SUCCESS STORY 

Merck: A Triumph of Family Business Governance

To say that Merck is one of the world’s oldest and most successful companies is akin to referring to Mt. Everest as one of the world’s more impressive hills. The German pharmaceutical company is a global corporate giant whose history dates back to the 17th century and is responsible for pioneering the modern pharmaceutical industry as we know it today.

Through it all, the company has remained a family owned entity and has avoided the serious strife and conflict that has, historically, torn apart similar family run ventures. This then begs an important question – how? How has the Merck family been able to stay on track for, literally, centuries where many others have failed?

The answer is as impressive as it is simple.

Image: The Korea Herald

Where It All Began

The Merck family’s business roots date back to 1668 when Friedrich Jacob Merck, an apothecary, took control of the Engel-Apotheke, or ‘Angel Pharmacy’ in Darmstadt, Germany. The business was handed down from generation to generation with the older generation teaching the younger everything they needed to know about running and operating the family business. This practice was no different than it was for blacksmiths or cobblers in those times.

The company didn’t begin to take off until Emanuel Merck, a direct decedent of Friedrich Jacob Merck, took over in 1816 and applied his scientific education and training to the operation. Emanuel’s most significant breakthrough came when he invented and learned to mass-produce Morphine. In time he produced several medicines and chemicals that served as the raw materials for a host of different pharmaceuticals. In doing so, he created what we know as the modern pharmaceutical industry.

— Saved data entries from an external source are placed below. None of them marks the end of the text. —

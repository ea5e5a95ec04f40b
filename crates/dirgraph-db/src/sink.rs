//! Persistence sink contract.
//!
//! The pipeline writes through [`PersistenceSink`] and never touches storage
//! directly. Writes are grouped into batches; a batch is atomic: after
//! [`SinkBatch::commit`] either all of its writes are visible or none are.

use async_trait::async_trait;
use serde_json::Value as JsonValue;
use uuid::Uuid;

use crate::error::DbResult;
use crate::models::{
    CreateAce, CreateConstrainedDelegation, CreateDomainInfo, CreateSpnService, CreateTokenGroup,
    DomainInfo, IngestStage, Principal, PrincipalRef, RunCheckpoint,
};

/// Everything hanging off one principal, replaced as a unit.
#[derive(Debug, Clone, Default, PartialEq, Eq)]
pub struct PrincipalEdges {
    pub token_groups: Vec<CreateTokenGroup>,
    pub aces: Vec<CreateAce>,
    pub delegations: Vec<CreateConstrainedDelegation>,
}

impl PrincipalEdges {
    /// Number of rows these edges occupy.
    pub fn row_count(&self) -> usize {
        self.token_groups.len() + self.aces.len() + self.delegations.len()
    }

    pub fn is_empty(&self) -> bool {
        self.row_count() == 0
    }
}

/// A store that can hold enumeration runs.
#[async_trait]
pub trait PersistenceSink: Send + Sync {
    /// Create the domain row of a new run and return it with its run key.
    async fn create_run(&self, domain: &CreateDomainInfo) -> DbResult<DomainInfo>;

    async fn find_run(&self, ad_id: Uuid) -> DbResult<Option<DomainInfo>>;

    async fn load_checkpoint(&self, ad_id: Uuid) -> DbResult<Option<RunCheckpoint>>;

    /// Record that `stage` is committed for the run.
    async fn save_checkpoint(
        &self,
        ad_id: Uuid,
        stage: IngestStage,
        statistics: &JsonValue,
    ) -> DbResult<RunCheckpoint>;

    /// Open a new write batch.
    async fn begin(&self) -> DbResult<Box<dyn SinkBatch>>;
}

/// An open, uncommitted group of writes.
#[async_trait]
pub trait SinkBatch: Send {
    /// Insert the principal or refresh the existing row with the same
    /// (run, object GUID). Returns the store-assigned identity.
    async fn upsert_principal(&mut self, ad_id: Uuid, principal: &Principal)
        -> DbResult<PrincipalRef>;

    /// Delete every edge owned by `owner` and insert `edges` in its place.
    /// Returns the number of rows inserted.
    async fn replace_edges(&mut self, owner: &PrincipalRef, edges: &PrincipalEdges)
        -> DbResult<u64>;

    /// Delete all SPN bindings of the run.
    async fn clear_services(&mut self, ad_id: Uuid) -> DbResult<u64>;

    /// Replace the SPN bindings of one service account within the run.
    async fn replace_services(
        &mut self,
        ad_id: Uuid,
        owner_sam_account_name: &str,
        services: &[CreateSpnService],
    ) -> DbResult<u64>;

    /// Link delegation edges of the run to the machines they target.
    /// Returns the number of edges resolved.
    async fn resolve_delegation_targets(&mut self, ad_id: Uuid) -> DbResult<u64>;

    async fn commit(self: Box<Self>) -> DbResult<()>;

    async fn rollback(self: Box<Self>) -> DbResult<()>;
}
//! Stage work and per-principal resolution.

use chrono::{DateTime, Utc};
use tracing::debug;

use dirgraph_connector::error::{DirectoryError, DirectoryResult};
use dirgraph_connector::record::{AttributeSet, PrincipalKind};
use dirgraph_connector::resilience::RetryExecutor;
use dirgraph_connector::traits::DirectoryQuery;
use dirgraph_db::{IngestStage, Principal, PrincipalEdges, RunCheckpoint};

use crate::decode::RecordReader;
use crate::derived::PasswordPolicy;
use crate::error::AdError;
use crate::ingest::pipeline::ResolvedPrincipal;
use crate::mapping::{is_machine_shaped, map_principal};
use crate::membership::{effective_memberships, is_admin};
use crate::security_descriptor::normalize;
use crate::spn::delegation_edges;

/// Work that moves a run into a stage.
#[derive(Debug, Clone, Copy, PartialEq, Eq)]
pub enum StageWork {
    /// The run row already exists by the time any stage work runs.
    CreateDomain,
    Principals(PrincipalKind),
    Services,
    Finish,
}

impl StageWork {
    /// Work needed to reach `target`. `None` for `Start`, which is never a
    /// target.
    pub fn reaching(target: IngestStage) -> Option<Self> {
        match target {
            IngestStage::Start => None,
            IngestStage::DomainCreated => Some(Self::CreateDomain),
            IngestStage::UsersIngested
            | IngestStage::MachinesIngested
            | IngestStage::GroupsIngested => target.principal_kind().map(Self::Principals),
            IngestStage::ServicesIngested => Some(Self::Services),
            IngestStage::Complete => Some(Self::Finish),
        }
    }
}

/// Last committed stage of a run. A run without a checkpoint has at least
/// its domain row, since that is what gives it an id.
pub fn resume_point(checkpoint: Option<&RunCheckpoint>) -> IngestStage {
    checkpoint
        .map(RunCheckpoint::stage)
        .unwrap_or(IngestStage::DomainCreated)
        .max(IngestStage::DomainCreated)
}

/// Outcome of resolving one enumerated record.
#[derive(Debug)]
pub enum Resolution {
    /// Ready to write. SPN errors concern delegation targets only.
    Resolved {
        resolved: ResolvedPrincipal,
        spn_errors: Vec<AdError>,
    },
    Filtered {
        dn: String,
        reason: &'static str,
    },
    Skipped {
        dn: String,
        error: AdError,
        phase: &'static str,
    },
    /// The enumeration itself failed; the stage cannot continue.
    StreamFailed(DirectoryError),
}

/// Resolves records into principals with all of their edges.
///
/// Shared by every in-flight resolution of a stage.
pub struct PrincipalResolver<'a> {
    directory: &'a dyn DirectoryQuery,
    retry: &'a RetryExecutor,
    policy: PasswordPolicy,
    now: DateTime<Utc>,
}

impl<'a> PrincipalResolver<'a> {
    pub fn new(
        directory: &'a dyn DirectoryQuery,
        retry: &'a RetryExecutor,
        policy: PasswordPolicy,
        now: DateTime<Utc>,
    ) -> Self {
        Self {
            directory,
            retry,
            policy,
            now,
        }
    }

    pub async fn resolve(
        &self,
        kind: PrincipalKind,
        item: DirectoryResult<AttributeSet>,
    ) -> Resolution {
        let record = match item {
            Ok(record) => record,
            Err(e) => return Resolution::StreamFailed(e),
        };

        if kind == PrincipalKind::User && is_machine_shaped(&record) {
            return Resolution::Filtered {
                dn: RecordReader::new(&record).dn().to_string(),
                reason: "machine account in user enumeration",
            };
        }

        let mut principal = match map_principal(kind, &record, &self.policy, self.now) {
            Ok(principal) => principal,
            Err(error) => {
                return Resolution::Skipped {
                    dn: RecordReader::new(&record).dn().to_string(),
                    error,
                    phase: "mapping",
                }
            }
        };
        let dn = principal.dn().to_string();

        let token_groups = match self
            .retry
            .execute("token_groups", || self.directory.token_groups(&dn))
            .await
        {
            Ok(sids) => sids,
            Err(e) => {
                return Resolution::Skipped {
                    dn,
                    error: e.into(),
                    phase: "token_groups",
                }
            }
        };

        let descriptor = match self
            .retry
            .execute("security_descriptor", || {
                self.directory.security_descriptor(&dn)
            })
            .await
        {
            Ok(descriptor) => descriptor,
            Err(e) => {
                return Resolution::Skipped {
                    dn,
                    error: e.into(),
                    phase: "security_descriptor",
                }
            }
        };

        principal.set_admin(is_admin(&principal, &token_groups));

        let (delegations, spn_errors) = match &principal {
            Principal::User(_) | Principal::Machine(_) => delegation_edges(
                &dn,
                RecordReader::new(&record).strings("msDS-AllowedToDelegateTo"),
            ),
            Principal::Group(_) => (Vec::new(), Vec::new()),
        };

        let edges = PrincipalEdges {
            token_groups: effective_memberships(&principal, token_groups).collect(),
            aces: normalize(descriptor.as_ref()).collect(),
            delegations,
        };
        debug!(
            dn = %dn,
            kind = %kind,
            token_groups = edges.token_groups.len(),
            aces = edges.aces.len(),
            delegations = edges.delegations.len(),
            "Principal resolved"
        );

        Resolution::Resolved {
            resolved: ResolvedPrincipal { principal, edges },
            spn_errors,
        }
    }
}

#[cfg(test)]
mod tests {
    use super::*;
    use dirgraph_connector::memory::InMemoryDirectory;
    use dirgraph_connector::resilience::RetryConfig;
    use dirgraph_connector::security::{AceType, RawAce, SecurityDescriptor};
    use std::time::Duration;
    use uuid::Uuid;

    const DN: &str = "CN=WEB01,OU=Servers,DC=corp,DC=local";

    fn retry() -> RetryExecutor {
        RetryExecutor::new(RetryConfig {
            max_retries: 2,
            initial_delay: Duration::from_millis(1),
            max_delay: Duration::from_millis(2),
            jitter: false,
            ..RetryConfig::default()
        })
    }

    fn machine_record() -> AttributeSet {
        AttributeSet::new()
            .with("distinguishedName", vec![DN])
            .with("objectGUID", vec!["5e6f7a8b-0000-4000-8000-000000000030"])
            .with("objectSid", vec!["S-1-5-21-100-200-300-2002"])
            .with("sAMAccountName", vec!["WEB01$"])
            .with("userAccountControl", vec!["4096"])
            .with(
                "msDS-AllowedToDelegateTo",
                vec!["MSSQLSvc/sql01.corp.local:1433", "bogus"],
            )
    }

    fn directory() -> InMemoryDirectory {
        let mut directory = InMemoryDirectory::new(AttributeSet::new());
        directory.set_token_groups(
            DN,
            vec![
                "S-1-5-21-100-200-300-515".to_string(),
                "S-1-5-32-544".to_string(),
            ],
        );
        directory.set_security_descriptor(
            DN,
            SecurityDescriptor::new("5e6f7a8b-0000-4000-8000-000000000030", 0x8C14)
                .with_dn(DN)
                .with_ace(RawAce::new(AceType::AccessAllowed, 0xF01FF, "S-1-5-18"))
                .with_ace(RawAce::new(AceType::AccessAllowed, 0x20094, "S-1-5-11")),
        );
        directory
    }

    #[test]
    fn test_stage_work() {
        assert_eq!(StageWork::reaching(IngestStage::Start), None);
        assert_eq!(
            StageWork::reaching(IngestStage::MachinesIngested),
            Some(StageWork::Principals(PrincipalKind::Machine))
        );
        assert_eq!(
            StageWork::reaching(IngestStage::ServicesIngested),
            Some(StageWork::Services)
        );
        assert_eq!(
            StageWork::reaching(IngestStage::Complete),
            Some(StageWork::Finish)
        );
    }

    #[test]
    fn test_resume_point() {
        assert_eq!(resume_point(None), IngestStage::DomainCreated);
        let checkpoint = RunCheckpoint {
            ad_id: Uuid::new_v4(),
            stage: "groups_ingested".to_string(),
            statistics: serde_json::json!({}),
            updated_at: Utc::now(),
        };
        assert_eq!(resume_point(Some(&checkpoint)), IngestStage::GroupsIngested);
    }

    #[tokio::test]
    async fn test_resolves_machine_with_edges() {
        let directory = directory();
        let retry = retry();
        let resolver =
            PrincipalResolver::new(&directory, &retry, PasswordPolicy::default(), Utc::now());

        let resolution = resolver
            .resolve(PrincipalKind::Machine, Ok(machine_record()))
            .await;
        let (resolved, spn_errors) = match resolution {
            Resolution::Resolved {
                resolved,
                spn_errors,
            } => (resolved, spn_errors),
            other => panic!("expected a resolved principal, got {other:?}"),
        };

        assert!(resolved.principal.is_admin());
        assert_eq!(resolved.edges.token_groups.len(), 2);
        assert_eq!(resolved.edges.aces.len(), 2);
        assert_eq!(resolved.edges.delegations.len(), 2);
        assert_eq!(
            resolved.edges.delegations[0].target_account.as_deref(),
            Some("SQL01$")
        );
        assert_eq!(spn_errors.len(), 1);
    }

    #[tokio::test]
    async fn test_machine_shaped_user_filtered() {
        let directory = directory();
        let retry = retry();
        let resolver =
            PrincipalResolver::new(&directory, &retry, PasswordPolicy::default(), Utc::now());

        let resolution = resolver
            .resolve(PrincipalKind::User, Ok(machine_record()))
            .await;
        assert!(matches!(resolution, Resolution::Filtered { dn, .. } if dn == DN));
    }

    #[tokio::test]
    async fn test_permanent_query_failure_skips() {
        let mut directory = directory();
        directory.fail_permanently(DN);
        let retry = retry();
        let resolver =
            PrincipalResolver::new(&directory, &retry, PasswordPolicy::default(), Utc::now());

        let resolution = resolver
            .resolve(PrincipalKind::Machine, Ok(machine_record()))
            .await;
        match resolution {
            Resolution::Skipped { dn, error, phase } => {
                assert_eq!(dn, DN);
                assert_eq!(phase, "token_groups");
                assert!(matches!(error, AdError::QueryFailure(_)));
            }
            other => panic!("expected a skip, got {other:?}"),
        }
    }

    #[tokio::test]
    async fn test_transient_query_failure_retried() {
        let mut directory = directory();
        directory.fail_transiently(DN, 2);
        let retry = retry();
        let resolver =
            PrincipalResolver::new(&directory, &retry, PasswordPolicy::default(), Utc::now());

        let resolution = resolver
            .resolve(PrincipalKind::Machine, Ok(machine_record()))
            .await;
        assert!(matches!(resolution, Resolution::Resolved { .. }));
    }

    #[tokio::test]
    async fn test_stream_error_passed_through() {
        let directory = directory();
        let retry = retry();
        let resolver =
            PrincipalResolver::new(&directory, &retry, PasswordPolicy::default(), Utc::now());

        let resolution = resolver
            .resolve(
                PrincipalKind::Group,
                Err(DirectoryError::network("connection reset")),
            )
            .await;
        assert!(matches!(resolution, Resolution::StreamFailed(_)));
    }
}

In the 1890’s George Merck set up an American branch operating out of New York under the name Merck & Co. Here he enjoyed tremendous growth and success however, following WWI, the company was confiscated by the U.S. Government and re-established as a separate American company while the original Merck continued to operate out of Germany. This post-war era proved to be a boom period for the company as they saw remarkable double-digit sales growth year after year. This phenomenon became known as “Wirtschaftswunder”, which translates as “economic miracle”.

The Governance Decision That Changed Everything

By the 1920’s, the Merck operation had grown from a successful family run enterprise to a global business Goliath. It would be right around this time when greed and infighting would infest other companies in their situation and rot it from the inside out. With the world on the brink of the Great Depression, the hard times may have led to similar strife and unrest had the Merck family not made a crucially important strategic decision. In the early 1920’s, the family decided to separate ownership from management to ensure transparency and create a buffer to protect the business from personal ambitions and agendas.

They established a unique dual-board system whereby the management is controlled by a board consisting of predominantly non-family members while a family-only board acted in a supervisory capacity for the management board.

In a 2015 interview with the Korea Herald, Johannes Baillou, chairman of E. Merck KG, the holding company of the Merck Group, and a 12th generation member of the Merck family, describes this pioneering governance system as one of the key reasons for the company’s continued success in the nearly 100 years that followed. Another is the fact that nobody in the family views the company as a personal piggy bank. They all lead relatively modest lifestyles and keep their money in the company.

“We save the money for future investment,” Baillou said. “For family members, there is simply no better investment than leaving all the money within the company.”

In a similar vein, one thing you won’t ever see is a Merck family private jet, as it goes directly against both their fiscal and philosophical belief system. “(Private jets) simply don’t make sense from the business point of view. If you travel in a private jet, you lose contact with the real world,” Baillou explained.

From inventing mass pharmaceuticals to pioneering corporate governance structures, the Merck family has been leading the way longer than anyone else in the field. By removing the day to day management out of the family’s hands directly, it has ensured that their family business will continue to succeed well into the future.